Do total de casos suspeitos de servidores públicos estaduais e municipais que deram declaração de renda falsa para obter o auxílio, 92,5% se confirmaram, o que levou à suspensão de 4.700 benefícios.

Os números se referem apenas ao cruzamento de dados da base do INSS com a folha de sete estados e entre eles, o Rio. Diante do resultado, o trabalho foi ampliado para as demais unidades da Federação.

O levantamento mostrou a existência de servidores estaduais e municipais recebendo o BPC , o que contraria as regras do programa.  Uma servidora do Rio,  com renda mensal de R$ 15,8 mil recebia o BPC,  desde 2012, o que resultou num prejuízo de R$ 86 mil aos cofres públicos.
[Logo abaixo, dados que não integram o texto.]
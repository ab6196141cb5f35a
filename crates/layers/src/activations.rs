//! Activation catalogue for convolutional stacks.
//!
//! # Built-in formulas
//!
//! * **LeakyReLU** computes `max(x, slope * x)`, valid for `0 <= slope <= 1`.
//! * **Sigmoid** uses Candle's fused kernel from `candle_nn::ops`.
//! * **Tanh** bounds generator outputs to `[-1, 1]`.

use std::str::FromStr;

use candle_core::{Result, Tensor};
use candle_nn::Module;

use crate::LayerError;

/// Slope used by discriminators and U-Net encoders.
pub const LEAKY_SLOPE: f64 = 0.2;

/// Identifies which non-linearity is applied after a conv block.
#[derive(Debug, Clone, Copy, PartialEq, Default)]
pub enum ActivationKind {
    /// Identity function, used for projection heads.
    Identity,
    #[default]
    Relu,
    LeakyRelu(f64),
    Tanh,
    Sigmoid,
}

impl ActivationKind {
    pub fn leaky() -> Self {
        ActivationKind::LeakyRelu(LEAKY_SLOPE)
    }
}

impl FromStr for ActivationKind {
    type Err = LayerError;

    fn from_str(s: &str) -> std::result::Result<Self, Self::Err> {
        match s {
            "identity" | "none" => Ok(ActivationKind::Identity),
            "relu" => Ok(ActivationKind::Relu),
            "leaky_relu" | "lrelu" => Ok(ActivationKind::leaky()),
            "tanh" => Ok(ActivationKind::Tanh),
            "sigmoid" => Ok(ActivationKind::Sigmoid),
            other => Err(LayerError::UnknownActivation(other.to_string())),
        }
    }
}

impl Module for ActivationKind {
    fn forward(&self, xs: &Tensor) -> Result<Tensor> {
        match *self {
            ActivationKind::Identity => Ok(xs.clone()),
            ActivationKind::Relu => xs.relu(),
            ActivationKind::LeakyRelu(slope) => xs.maximum(&xs.affine(slope, 0.0)?),
            ActivationKind::Tanh => xs.tanh(),
            ActivationKind::Sigmoid => candle_nn::ops::sigmoid(xs),
        }
    }
}

#[cfg(test)]
mod tests {
    use super::*;
    use candle_core::Device;

    #[test]
    fn leaky_relu_matches_reference_formula() -> Result<()> {
        let device = Device::Cpu;
        let input = Tensor::from_slice(&[-2.5f32, -0.5, 0.0, 1.0, 3.0], (5,), &device)?;
        let output = ActivationKind::leaky().forward(&input)?.to_vec1::<f32>()?;
        let reference = [-0.5f32, -0.1, 0.0, 1.0, 3.0];
        for (o, r) in output.iter().zip(reference.iter()) {
            assert!((o - r).abs() < 5e-6);
        }
        Ok(())
    }

    #[test]
    fn sigmoid_matches_logistic_reference() -> Result<()> {
        let device = Device::Cpu;
        let input = Tensor::from_slice(&[-3.0f32, -1.0, 0.0, 0.5, 2.0], (5,), &device)?;
        let output = ActivationKind::Sigmoid.forward(&input)?;

        let one = Tensor::ones_like(&input)?;
        let denom = (one.clone() + input.neg()?.exp()?)?;
        let reference = one.broadcast_div(&denom)?;
        let diff = output.sub(&reference)?.abs()?.max_all()?.to_vec0::<f32>()?;
        assert!(diff < 5e-6);
        Ok(())
    }

    #[test]
    fn parses_names() {
        assert_eq!("relu".parse::<ActivationKind>(), Ok(ActivationKind::Relu));
        assert_eq!(
            "leaky_relu".parse::<ActivationKind>(),
            Ok(ActivationKind::LeakyRelu(0.2))
        );
        assert!("gelu".parse::<ActivationKind>().is_err());
    }
}
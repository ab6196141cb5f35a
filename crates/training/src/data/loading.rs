//! File readers shared by the datasets.

use std::{
    collections::HashMap,
    fs::File,
    io::BufReader,
    path::Path,
};

use candle_core::{Device, Tensor};
use image::{imageops::FilterType, GrayImage, RgbImage};
use serde::{de::DeserializeOwned, Deserialize};

use super::{Result, Split};
use crate::TrainingError;

pub fn read_json<T: DeserializeOwned>(path: &Path) -> Result<T> {
    let file = File::open(path).map_err(|err| {
        TrainingError::Io(std::io::Error::new(
            err.kind(),
            format!("{}: {err}", path.display()),
        ))
    })?;
    serde_json::from_reader(BufReader::new(file)).map_err(|err| {
        TrainingError::ConfigFormat(format!("failed to parse {}: {err}", path.display()))
    })
}

#[derive(Debug, Deserialize)]
struct SplitFile<T> {
    #[serde(default = "Vec::new")]
    train: Vec<T>,
    #[serde(default = "Vec::new")]
    test: Vec<T>,
    #[serde(default = "Vec::new")]
    debug: Vec<T>,
}

/// Entries of one split: ids, or `[id_1, id_2]` pairs.
pub fn read_split<T: DeserializeOwned>(path: &Path, split: Split) -> Result<Vec<T>> {
    let file: SplitFile<T> = read_json(path)?;
    Ok(match split {
        Split::Train => file.train,
        Split::Test => file.test,
        Split::Debug => file.debug,
    })
}

/// `{id: [[x, y] x 18]}`.
pub fn read_poses(path: &Path) -> Result<HashMap<String, Vec<[f32; 2]>>> {
    let poses: HashMap<String, Vec<[f32; 2]>> = read_json(path)?;
    if let Some((id, joints)) = poses
        .iter()
        .find(|(_, joints)| joints.len() != model::pose::N_JOINTS)
    {
        return Err(TrainingError::runtime(format!(
            "pose of {id} has {} joints, expected {}",
            joints.len(),
            model::pose::N_JOINTS
        )));
    }
    Ok(poses)
}

pub fn lookup<'a, V>(map: &'a HashMap<String, V>, id: &str, what: &str) -> Result<&'a V> {
    map.get(id)
        .ok_or_else(|| TrainingError::runtime(format!("no {what} entry for sample {id}")))
}

/// Decoded RGB image resized to `(height, width)`, with its original size.
pub fn load_rgb(path: &Path, height: usize, width: usize) -> Result<(RgbImage, (u32, u32))> {
    let img = image::open(path)
        .map_err(|err| with_path(err, path))?
        .to_rgb8();
    let size = img.dimensions();
    let resized = if size == (width as u32, height as u32) {
        img
    } else {
        image::imageops::resize(&img, width as u32, height as u32, FilterType::Triangle)
    };
    Ok((resized, size))
}

/// Grayscale image resized with bilinear (`smooth`) or nearest filtering.
pub fn load_gray(path: &Path, height: usize, width: usize, smooth: bool) -> Result<GrayImage> {
    let img = image::open(path)
        .map_err(|err| with_path(err, path))?
        .to_luma8();
    if img.dimensions() == (width as u32, height as u32) {
        return Ok(img);
    }
    let filter = if smooth {
        FilterType::Triangle
    } else {
        FilterType::Nearest
    };
    Ok(image::imageops::resize(
        &img,
        width as u32,
        height as u32,
        filter,
    ))
}

fn with_path(err: image::ImageError, path: &Path) -> TrainingError {
    match err {
        image::ImageError::IoError(io) => TrainingError::Io(std::io::Error::new(
            io.kind(),
            format!("{}: {io}", path.display()),
        )),
        other => TrainingError::runtime(format!("failed to decode {}: {other}", path.display())),
    }
}

/// `(3, h, w)` tensor in `[-1, 1]`.
pub fn rgb_to_tensor(img: &RgbImage) -> Result<Tensor> {
    let (w, h) = img.dimensions();
    let (w, h) = (w as usize, h as usize);
    let raw = img.as_raw();
    let mut data = vec![0f32; 3 * h * w];
    for (i, px) in raw.chunks_exact(3).enumerate() {
        for c in 0..3 {
            data[c * h * w + i] = px[c] as f32 / 127.5 - 1.0;
        }
    }
    Ok(Tensor::from_vec(data, (3, h, w), &Device::Cpu)?)
}

/// `(1, h, w)` tensor in `[-1, 1]`.
pub fn gray_to_tensor(img: &GrayImage) -> Result<Tensor> {
    let (w, h) = img.dimensions();
    let data: Vec<f32> = img.as_raw().iter().map(|&v| v as f32 / 127.5 - 1.0).collect();
    Ok(Tensor::from_vec(data, (1, h as usize, w as usize), &Device::Cpu)?)
}

/// Host buffer of `c` planes of `h * w` values as a `(c, h, w)` tensor.
pub fn planes_to_tensor(data: Vec<f32>, channels: usize, height: usize, width: usize) -> Result<Tensor> {
    Ok(Tensor::from_vec(data, (channels, height, width), &Device::Cpu)?)
}

/// Joint coordinates rescaled from the original image size to the resized
/// one. Missing joints (any negative coordinate) become `[-1, -1]`.
pub fn rescale_joints(
    joints: &[[f32; 2]],
    original: (u32, u32),
    height: usize,
    width: usize,
) -> Vec<[f32; 2]> {
    let sx = width as f32 / original.0.max(1) as f32;
    let sy = height as f32 / original.1.max(1) as f32;
    joints
        .iter()
        .map(|&[x, y]| {
            if x < 0.0 || y < 0.0 {
                [-1.0, -1.0]
            } else {
                [x * sx, y * sy]
            }
        })
        .collect()
}

pub fn joints_to_tensor(joints: &[[f32; 2]]) -> Result<Tensor> {
    let flat: Vec<f32> = joints.iter().flat_map(|xy| xy.iter().copied()).collect();
    Ok(Tensor::from_vec(flat, (joints.len(), 2), &Device::Cpu)?)
}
Outro servidor do Estado do Rio com renda mensal de R$ 14 mil, recebia o auxílio desde 1999. Na Baixada Fluminense, foi detectado caso de uma mulher que recebia o BPC, acumulando duas pensões por morte.

Em Recife, foram localizados  diversos casos de pensionistas do estado que recebiam o BPC indevidamente. O mais antigo ganhava o auxílio desde 1998 – prejuízo de R$ 193 mil.

O BPC equivale a  um salário mínimo. A Lei Orgânica de Assistencial (LOAS) estabelece como critério para a concessão do auxílio renda per capita de até um quarto do salário mínimo (em R$ 249,50).

No caso dos servidores públicos, o INSS avalia que é mais fácil recuperar os recursos. O primeiro passo é tentar um acordo na esfera administrativa. Caso não tenha êxito, os valores são inscritos na dívida ativa e abatidos do pagamento por intermédio de convênios com os estados. Isso não dispensa a apuração crime por parte dos órgãos competentes, como Polícia Federal.

Segundo o presidente do INSS,  Renato Vieira, um universo de 1,84 milhão de beneficiários com processos suspeitos estão sendo notificados. As pessoas chamadas têm 30 dias para comparecer aos postos do INSS, a fim de prestar esclarecimentos e atualizar os dados cadastrais se for o caso.  O não comparecimento depois desse prazo leva à suspensão imediata do benefício.

Entre os principais indícios de irregularidades identificados no pente fino  estão pagamento de pensões sem o nome da pessoa que morreu. Foram apontados 670 mil segurados nessa situação.

Há 2.266 casos de CPF informados ao INSS que não existem na base de dados da Receita Federal e 1.940 registros de um mesmo CPF utilizados por mais de uma pessoa e mais de um tipo de benefício.

– Pode ser problema de cadastro, mas as probabilidades de fraudes são grandes – disse Vieira.

Outro resultado da pente fino foi a queda de 29% na concessão do  auxílio reclusão, de 46.750 para 33 mil. A despesa caiu de R$ R$ 49,7 milhões para R$ 35,1 milhões no período, uma economia de R$ 14,6 milhões. No Rio, a redução foi de 50%, saindo de 2.228 auxílios para 1.133. Segundo o INSS, os números continuam caindo mês a mês.

A MP que permitiu o pente fino tornou mais rígida a regra de concessão desse tipo de benefício, exigindo carência de dois anos e restringindo ao regime fechado, vendando também a acumulação com auxílio-doença.   São beneficiados famílias de preso com renda inferior a R$ 1,3 mil por mês.

O presidente do INSS afirmou que além de identificar os processos fraudulentos, o órgão vai atuar de forma preventiva. Não basta suspender, mas atacar as causas da irregularidade, apontando as fragilidades do sistema, destacou. A ação faz parte do Estratégia Nacional Anti-fraude Previdenciária.